[What needs to be done] Read the data, and whenever a line holds the word "MemoryStore", report that line.

-- Supplied material follows --

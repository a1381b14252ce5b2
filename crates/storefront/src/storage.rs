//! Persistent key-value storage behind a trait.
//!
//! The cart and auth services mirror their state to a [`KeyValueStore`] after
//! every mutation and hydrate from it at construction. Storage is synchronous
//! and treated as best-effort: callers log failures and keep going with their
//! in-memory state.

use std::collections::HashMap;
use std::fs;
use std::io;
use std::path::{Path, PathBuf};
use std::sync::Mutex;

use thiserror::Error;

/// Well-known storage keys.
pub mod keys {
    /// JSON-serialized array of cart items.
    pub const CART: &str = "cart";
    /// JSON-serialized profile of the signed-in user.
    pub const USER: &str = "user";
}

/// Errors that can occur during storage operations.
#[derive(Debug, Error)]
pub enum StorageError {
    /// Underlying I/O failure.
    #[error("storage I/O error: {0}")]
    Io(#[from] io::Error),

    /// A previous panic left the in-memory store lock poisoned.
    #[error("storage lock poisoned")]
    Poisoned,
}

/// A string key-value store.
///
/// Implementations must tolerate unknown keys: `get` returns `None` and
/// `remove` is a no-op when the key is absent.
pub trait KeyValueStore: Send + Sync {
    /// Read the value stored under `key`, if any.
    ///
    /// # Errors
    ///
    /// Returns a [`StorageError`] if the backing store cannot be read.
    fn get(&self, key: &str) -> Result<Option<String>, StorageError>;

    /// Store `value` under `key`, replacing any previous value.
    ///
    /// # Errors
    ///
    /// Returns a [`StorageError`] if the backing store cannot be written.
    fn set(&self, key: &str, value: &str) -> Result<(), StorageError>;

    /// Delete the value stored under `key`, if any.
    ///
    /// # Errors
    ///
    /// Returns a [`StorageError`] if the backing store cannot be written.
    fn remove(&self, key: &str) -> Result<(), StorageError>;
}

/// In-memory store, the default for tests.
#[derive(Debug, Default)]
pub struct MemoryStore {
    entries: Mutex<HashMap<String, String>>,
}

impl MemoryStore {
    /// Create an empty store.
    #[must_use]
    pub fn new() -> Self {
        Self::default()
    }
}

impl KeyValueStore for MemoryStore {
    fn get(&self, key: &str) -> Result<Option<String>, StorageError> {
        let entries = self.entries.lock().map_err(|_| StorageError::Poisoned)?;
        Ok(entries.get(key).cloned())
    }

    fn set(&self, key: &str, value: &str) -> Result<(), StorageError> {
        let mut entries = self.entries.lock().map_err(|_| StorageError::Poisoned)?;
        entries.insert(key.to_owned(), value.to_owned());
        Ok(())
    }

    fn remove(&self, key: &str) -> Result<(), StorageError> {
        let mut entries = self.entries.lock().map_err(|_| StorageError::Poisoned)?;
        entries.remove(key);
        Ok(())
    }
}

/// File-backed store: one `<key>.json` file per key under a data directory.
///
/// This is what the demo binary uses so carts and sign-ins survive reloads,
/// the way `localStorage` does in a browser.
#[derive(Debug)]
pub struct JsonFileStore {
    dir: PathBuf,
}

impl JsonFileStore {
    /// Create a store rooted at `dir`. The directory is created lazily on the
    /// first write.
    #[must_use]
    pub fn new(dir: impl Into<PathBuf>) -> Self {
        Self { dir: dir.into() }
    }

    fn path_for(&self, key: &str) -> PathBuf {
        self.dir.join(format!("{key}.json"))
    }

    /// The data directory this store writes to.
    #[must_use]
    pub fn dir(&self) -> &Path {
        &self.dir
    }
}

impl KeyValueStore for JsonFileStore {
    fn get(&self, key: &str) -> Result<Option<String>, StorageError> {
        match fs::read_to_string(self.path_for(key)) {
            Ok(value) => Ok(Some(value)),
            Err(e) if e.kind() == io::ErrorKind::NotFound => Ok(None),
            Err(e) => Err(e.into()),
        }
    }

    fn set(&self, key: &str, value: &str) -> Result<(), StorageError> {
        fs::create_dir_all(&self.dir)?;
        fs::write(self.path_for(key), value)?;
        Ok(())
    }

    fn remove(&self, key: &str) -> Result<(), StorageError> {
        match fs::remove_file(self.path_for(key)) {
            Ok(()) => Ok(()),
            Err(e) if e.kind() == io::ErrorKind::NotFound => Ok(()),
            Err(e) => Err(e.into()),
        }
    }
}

-- Supplied material concluded --

[Solved problem]
pub struct MemoryStore {
impl MemoryStore {
impl KeyValueStore for MemoryStore {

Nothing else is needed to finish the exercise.